■ WHAT TO PRODUCE: Pull out from the material below all lines with "thyroid".

◇ ◇ ◇

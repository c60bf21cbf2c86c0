use serde::{Deserialize, Deserializer, Serialize};
use serde_json::Value;
use ts_rs::TS;

use crate::lenient;

/// One submitted student health questionnaire. Immutable once received.
#[derive(Debug, Clone, Default, PartialEq, Serialize, Deserialize, TS)]
#[serde(rename_all = "camelCase", default)]
#[ts(export)]
pub struct QuestionnaireAnswers {
    pub demographics: Demographics,
    pub eating_habits: EatingHabits,
    pub physical_activity: PhysicalActivity,
    pub sedentary_behavior: SedentaryBehavior,
    pub mental_health: MentalHealth,
    pub sleep_quality: SleepQuality,
}

#[derive(Debug, Clone, Default, PartialEq, Serialize, Deserialize, TS)]
#[serde(rename_all = "camelCase", default)]
#[ts(export)]
pub struct Demographics {
    #[serde(deserialize_with = "lenient::text")]
    pub name: String,
    #[serde(deserialize_with = "lenient::whole_number")]
    pub age: u32,
    #[serde(deserialize_with = "lenient::choice")]
    pub gender: Option<Gender>,
    /// Height in centimetres.
    #[serde(deserialize_with = "lenient::number")]
    pub height: f64,
    /// Weight in kilograms.
    #[serde(deserialize_with = "lenient::number")]
    pub weight: f64,
    #[serde(deserialize_with = "lenient::text")]
    pub school: String,
    #[serde(rename = "class", deserialize_with = "lenient::text")]
    pub class_name: String,
    #[serde(deserialize_with = "lenient::text")]
    pub section: String,
    pub family_history: FamilyHistory,
}

#[derive(Debug, Clone, Copy, PartialEq, Eq, Serialize, Deserialize, TS)]
#[serde(rename_all = "snake_case")]
#[ts(export)]
pub enum Gender {
    Male,
    Female,
    Other,
}

#[derive(Debug, Clone, Copy, Default, PartialEq, Eq, Serialize, Deserialize, TS)]
#[serde(rename_all = "snake_case")]
#[ts(export)]
pub enum HistoryAnswer {
    Yes,
    No,
    #[default]
    Unknown,
}

impl HistoryAnswer {
    pub fn is_yes(self) -> bool {
        self == HistoryAnswer::Yes
    }
}

#[derive(Debug, Clone, Copy, Default, PartialEq, Eq, Serialize, Deserialize, TS)]
#[serde(rename_all = "camelCase", default)]
#[ts(export)]
pub struct FamilyHistory {
    #[serde(deserialize_with = "lenient::choice_or_default")]
    pub obesity: HistoryAnswer,
    #[serde(deserialize_with = "lenient::choice_or_default")]
    pub diabetes: HistoryAnswer,
    #[serde(deserialize_with = "lenient::choice_or_default")]
    pub hypertension: HistoryAnswer,
    #[serde(deserialize_with = "lenient::choice_or_default")]
    pub thyroid: HistoryAnswer,
}

/// Intake frequencies, 0 = Never through 4 = Almost always.
#[derive(Debug, Clone, Default, PartialEq, Serialize, Deserialize, TS)]
#[serde(rename_all = "camelCase", default)]
#[ts(export)]
pub struct EatingHabits {
    #[serde(deserialize_with = "lenient::number")]
    pub cereals: f64,
    #[serde(deserialize_with = "lenient::number")]
    pub pulses: f64,
    #[serde(deserialize_with = "lenient::number")]
    pub vegetables: f64,
    #[serde(deserialize_with = "lenient::number")]
    pub fruits: f64,
    #[serde(deserialize_with = "lenient::number")]
    pub milk: f64,
    #[serde(deserialize_with = "lenient::number")]
    pub non_veg: f64,
    #[serde(deserialize_with = "lenient::number")]
    pub snacks: f64,
    #[serde(deserialize_with = "lenient::number")]
    pub beverages: f64,
    #[serde(deserialize_with = "lenient::number")]
    pub sweets: f64,
}

#[derive(Debug, Clone, Default, PartialEq, Serialize, Deserialize, TS)]
#[serde(rename_all = "camelCase", default)]
#[ts(export)]
pub struct PhysicalActivity {
    /// PT classes per week, 0–7.
    #[serde(deserialize_with = "lenient::number")]
    pub pt_frequency: f64,
    /// Minutes per PT class.
    #[serde(deserialize_with = "lenient::number")]
    pub pt_duration: f64,
    #[serde(rename = "participatesInPT", deserialize_with = "lenient::flag")]
    pub participates_in_pt: bool,
    pub yoga: ActivityAmount,
    pub exercise: ActivityAmount,
    pub indoor_games: ActivityAmount,
    pub outdoor_games: ActivityAmount,
    pub play_after_school: ActivityAmount,
    pub cycling: ActivityAmount,
    pub walking: ActivityAmount,
}

/// How much of an activity a student does in a week.
///
/// The form collects either a single number or a days-per-week and
/// minutes-per-day pair. Any other shape is kept as `Missing` rather than
/// rejected.
#[derive(Debug, Clone, Copy, Default, PartialEq, Serialize, TS)]
#[serde(untagged)]
#[ts(export)]
pub enum ActivityAmount {
    Plain(f64),
    Session { days: f64, minutes: f64 },
    #[default]
    Missing,
}

impl<'de> Deserialize<'de> for ActivityAmount {
    fn deserialize<D>(deserializer: D) -> Result<Self, D::Error>
    where
        D: Deserializer<'de>,
    {
        let value = Value::deserialize(deserializer)?;
        Ok(ActivityAmount::from_value(&value))
    }
}

impl ActivityAmount {
    pub fn from_value(value: &Value) -> Self {
        match value {
            Value::Number(_) => ActivityAmount::Plain(lenient::number_from_value(value)),
            Value::Object(map) if map.contains_key("days") || map.contains_key("minutes") => {
                let field = |k: &str| map.get(k).map(lenient::number_from_value).unwrap_or(0.0);
                ActivityAmount::Session {
                    days: field("days"),
                    minutes: field("minutes"),
                }
            }
            _ => ActivityAmount::Missing,
        }
    }
}

/// Daily time spent, 0 = Never through 4 = more than 3 hours a day.
#[derive(Debug, Clone, Default, PartialEq, Serialize, Deserialize, TS)]
#[serde(rename_all = "camelCase", default)]
#[ts(export)]
pub struct SedentaryBehavior {
    #[serde(deserialize_with = "lenient::number")]
    pub tv: f64,
    #[serde(deserialize_with = "lenient::number")]
    pub mobile: f64,
    #[serde(deserialize_with = "lenient::number")]
    pub school_reading: f64,
    #[serde(deserialize_with = "lenient::number")]
    pub non_school_reading: f64,
    #[serde(deserialize_with = "lenient::number")]
    pub indoor_games: f64,
    #[serde(deserialize_with = "lenient::number")]
    pub outdoor_games: f64,
    #[serde(deserialize_with = "lenient::number")]
    pub tuition: f64,
}

#[derive(Debug, Clone, Default, PartialEq, Serialize, Deserialize, TS)]
#[serde(rename_all = "camelCase", default)]
#[ts(export)]
pub struct MentalHealth {
    /// 1 = very thin through 5 = very fat; 3 is "about right".
    #[serde(deserialize_with = "lenient::number")]
    pub body_perception: f64,
    #[serde(deserialize_with = "lenient::flag")]
    pub bullied: bool,
    #[serde(deserialize_with = "lenient::choice")]
    pub weight_goal: Option<WeightGoal>,
    /// Figure-rating scale, 1–9.
    #[serde(deserialize_with = "lenient::number")]
    pub current_body_image: f64,
    #[serde(deserialize_with = "lenient::number")]
    pub desired_body_image: f64,
    #[serde(deserialize_with = "lenient::number")]
    pub difficulty_walking: f64,
    #[serde(deserialize_with = "lenient::number")]
    pub difficulty_running: f64,
    #[serde(deserialize_with = "lenient::number")]
    pub difficulty_sports: f64,
    #[serde(deserialize_with = "lenient::number")]
    pub difficulty_attention: f64,
    #[serde(deserialize_with = "lenient::number")]
    pub forget_things: f64,
    #[serde(deserialize_with = "lenient::number")]
    pub trouble_keeping_up: f64,
    #[serde(deserialize_with = "lenient::number")]
    pub feel_lonely: f64,
    #[serde(deserialize_with = "lenient::number")]
    pub want_eat_less: f64,
}

impl MentalHealth {
    /// The eight frequency items, each 0–4.
    pub fn frequency_items(&self) -> [f64; 8] {
        [
            self.difficulty_walking,
            self.difficulty_running,
            self.difficulty_sports,
            self.difficulty_attention,
            self.forget_things,
            self.trouble_keeping_up,
            self.feel_lonely,
            self.want_eat_less,
        ]
    }
}

#[derive(Debug, Clone, Copy, PartialEq, Eq, Serialize, Deserialize, TS)]
#[serde(rename_all = "snake_case")]
#[ts(export)]
pub enum WeightGoal {
    Lose,
    Gain,
    Maintain,
}

#[derive(Debug, Clone, Default, PartialEq, Serialize, Deserialize, TS)]
#[serde(rename_all = "camelCase", default)]
#[ts(export)]
pub struct SleepQuality {
    /// `HH:MM`, 24-hour clock.
    #[serde(deserialize_with = "lenient::text")]
    pub bedtime: String,
    #[serde(deserialize_with = "lenient::text")]
    pub wake_time: String,
    #[serde(deserialize_with = "lenient::number")]
    pub difficulty_falling_asleep: f64,
    #[serde(deserialize_with = "lenient::number")]
    pub wake_up_during_sleep: f64,
    #[serde(deserialize_with = "lenient::number")]
    pub wake_up_from_noise: f64,
    #[serde(deserialize_with = "lenient::number")]
    pub difficulty_getting_back_to_sleep: f64,
    #[serde(deserialize_with = "lenient::number")]
    pub sleepiness_in_classes: f64,
    #[serde(deserialize_with = "lenient::number")]
    pub headache: f64,
    #[serde(deserialize_with = "lenient::number")]
    pub irritation: f64,
    #[serde(deserialize_with = "lenient::number")]
    pub loss_of_interest: f64,
    #[serde(deserialize_with = "lenient::number")]
    pub forgetfulness: f64,
}

impl SleepQuality {
    /// The nine frequency items, each 0–4.
    pub fn frequency_items(&self) -> [f64; 9] {
        [
            self.difficulty_falling_asleep,
            self.wake_up_during_sleep,
            self.wake_up_from_noise,
            self.difficulty_getting_back_to_sleep,
            self.sleepiness_in_classes,
            self.headache,
            self.irritation,
            self.loss_of_interest,
            self.forgetfulness,
        ]
    }
}

#[cfg(test)]
mod tests {
    use super::*;

    #[test]
    fn empty_object_defaults_every_section() {
        let answers: QuestionnaireAnswers = serde_json::from_str("{}").unwrap();
        assert_eq!(answers, QuestionnaireAnswers::default());
        assert_eq!(answers.demographics.family_history.obesity, HistoryAnswer::Unknown);
        assert_eq!(answers.physical_activity.yoga, ActivityAmount::Missing);
    }

    #[test]
    fn activity_accepts_number_pair_and_junk() {
        let json = r#"{
            "yoga": 90,
            "cycling": {"days": 3, "minutes": 40},
            "walking": {"days": "5"},
            "exercise": "lots",
            "outdoorGames": null
        }"#;
        let pa: PhysicalActivity = serde_json::from_str(json).unwrap();
        assert_eq!(pa.yoga, ActivityAmount::Plain(90.0));
        assert_eq!(pa.cycling, ActivityAmount::Session { days: 3.0, minutes: 40.0 });
        assert_eq!(pa.walking, ActivityAmount::Session { days: 5.0, minutes: 0.0 });
        assert_eq!(pa.exercise, ActivityAmount::Missing);
        assert_eq!(pa.outdoor_games, ActivityAmount::Missing);
    }

    #[test]
    fn demographics_use_form_field_names() {
        let json = r#"{
            "name": "Asha",
            "age": "11",
            "gender": "Female",
            "height": 142,
            "weight": "35.5",
            "class": "6",
            "familyHistory": {"diabetes": "yes", "thyroid": "maybe"}
        }"#;
        let d: Demographics = serde_json::from_str(json).unwrap();
        assert_eq!(d.age, 11);
        assert_eq!(d.gender, Some(Gender::Female));
        assert_eq!(d.weight, 35.5);
        assert_eq!(d.class_name, "6");
        assert!(d.family_history.diabetes.is_yes());
        assert_eq!(d.family_history.thyroid, HistoryAnswer::Unknown);
    }

    #[test]
    fn pt_participation_reads_yes_strings() {
        let pa: PhysicalActivity =
            serde_json::from_str(r#"{"participatesInPT": "yes", "ptFrequency": 3}"#).unwrap();
        assert!(pa.participates_in_pt);
        assert_eq!(pa.pt_frequency, 3.0);
    }

    #[test]
    fn activity_amount_serializes_back_to_its_wire_shape() {
        assert_eq!(serde_json::to_value(ActivityAmount::Plain(30.0)).unwrap(), serde_json::json!(30.0));
        assert_eq!(
            serde_json::to_value(ActivityAmount::Session { days: 2.0, minutes: 45.0 }).unwrap(),
            serde_json::json!({"days": 2.0, "minutes": 45.0})
        );
        assert_eq!(serde_json::to_value(ActivityAmount::Missing).unwrap(), Value::Null);
    }
}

◇ ◇ ◇

■ REPLY TO THE EXERCISE:
    pub thyroid: HistoryAnswer,
            "familyHistory": {"diabetes": "yes", "thyroid": "maybe"}
        assert_eq!(d.family_history.thyroid, HistoryAnswer::Unknown);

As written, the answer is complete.